As a former Holland Bloorview client, Hannah accessed therapy services, summer camps and job training programs. Hannah later became a volunteer at the hospital and entertained summer campers through singing and playing guitar. As a Ward summer student, Hannah worked alongside Dr. Elaine Biddiss in the PEARL Lab to find ways make music more accessible to kids with disabilities.

What is your research focus at the PEARL Lab?

Hannah: I’m helping to implement a project called Virtual Music Teacher. We’re creating a digital app called Bootle Pop. It will help kids with disabilities learn music in a creative way. I’m working behind the scenes focusing on the design of the project. That includes analyzing various music education curriculum from each province in Canada to identify the common characteristics and expectations. My goal is to prove that you can enrich the lives of children with disabilities by making music more accessible and finding creative ways for them to get involved.

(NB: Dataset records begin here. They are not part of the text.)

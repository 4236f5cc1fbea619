use super::backend::{BufferSet, RenderBackend, TextureId};
use crate::config::AttachmentConfig;
use crate::GpuError;

/// Two offscreen buffers, one holding the previous frame and one being
/// drawn. Their roles swap after every frame.
#[derive(Debug)]
pub struct FramebufferPair {
    buffers: [BufferSet; 2],
    current: usize,
    width: u32,
    height: u32,
}

impl FramebufferPair {
    pub fn create<B: RenderBackend + ?Sized>(
        backend: &mut B,
        formats: &AttachmentConfig,
        width: u32,
        height: u32,
    ) -> Result<Self, GpuError> {
        let (width, height) = (width.max(1), height.max(1));
        let mut created: Vec<TextureId> = Vec::with_capacity(4);
        for format in [formats.color, formats.motion, formats.color, formats.motion] {
            match backend.create_texture(format, width, height) {
                Ok(id) => created.push(id),
                Err(err) => {
                    for id in created {
                        backend.delete_texture(id);
                    }
                    return Err(err);
                }
            }
        }

        Ok(Self {
            buffers: [
                BufferSet {
                    color: created[0],
                    motion: created[1],
                },
                BufferSet {
                    color: created[2],
                    motion: created[3],
                },
            ],
            current: 0,
            width,
            height,
        })
    }

    /// Resizes every attachment. Returns whether the size changed.
    pub fn set_size<B: RenderBackend + ?Sized>(
        &mut self,
        backend: &mut B,
        width: u32,
        height: u32,
    ) -> Result<bool, GpuError> {
        let (width, height) = (width.max(1), height.max(1));
        if (width, height) == (self.width, self.height) {
            return Ok(false);
        }
        for id in self.attachments() {
            backend.resize_texture(id, width, height)?;
        }
        self.width = width;
        self.height = height;
        Ok(true)
    }

    pub fn current(&self) -> BufferSet {
        self.buffers[self.current]
    }

    pub fn previous(&self) -> BufferSet {
        self.buffers[1 - self.current]
    }

    pub fn current_index(&self) -> usize {
        self.current
    }

    pub fn swap(&mut self) {
        self.current = 1 - self.current;
    }

    pub fn size(&self) -> (u32, u32) {
        (self.width, self.height)
    }

    /// Color attachments in buffer order.
    pub fn colors(&self) -> [TextureId; 2] {
        [self.buffers[0].color, self.buffers[1].color]
    }

    pub fn attachments(&self) -> [TextureId; 4] {
        [
            self.buffers[0].color,
            self.buffers[0].motion,
            self.buffers[1].color,
            self.buffers[1].motion,
        ]
    }

    pub fn release<B: RenderBackend + ?Sized>(&self, backend: &mut B) {
        for id in self.attachments() {
            backend.delete_texture(id);
        }
    }
}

What has your experience as a Ward summer student been like?

Hannah: I think it’s a unique approach to using online gaming concepts combined with real musicians and music teachers to deliver these concepts to kids. I’ve been amazingly lucky to work with my PEARL Lab colleagues including Dr. Biddiss, Alexander Hodge and Ajmal Khan. They’ve been taking a personal interest in my success at the job and really value my unique perspective on things.

How will this experience help you in your career goal to become a music therapist?

Hannah: This has given me a really meaningful, hands-on working experience in a field that is similar to what I’m hoping to pursue, namely music therapy or music education. This is possibly one of the best opportunities I’ve had so far!

Where do you see yourself in the future?

Hannah: I’d like to see myself completing my undergraduate degree and possibly pursuing my master’s in music therapy so that I can build a career in the field. I also hope to work in a hospital one day as a music therapist.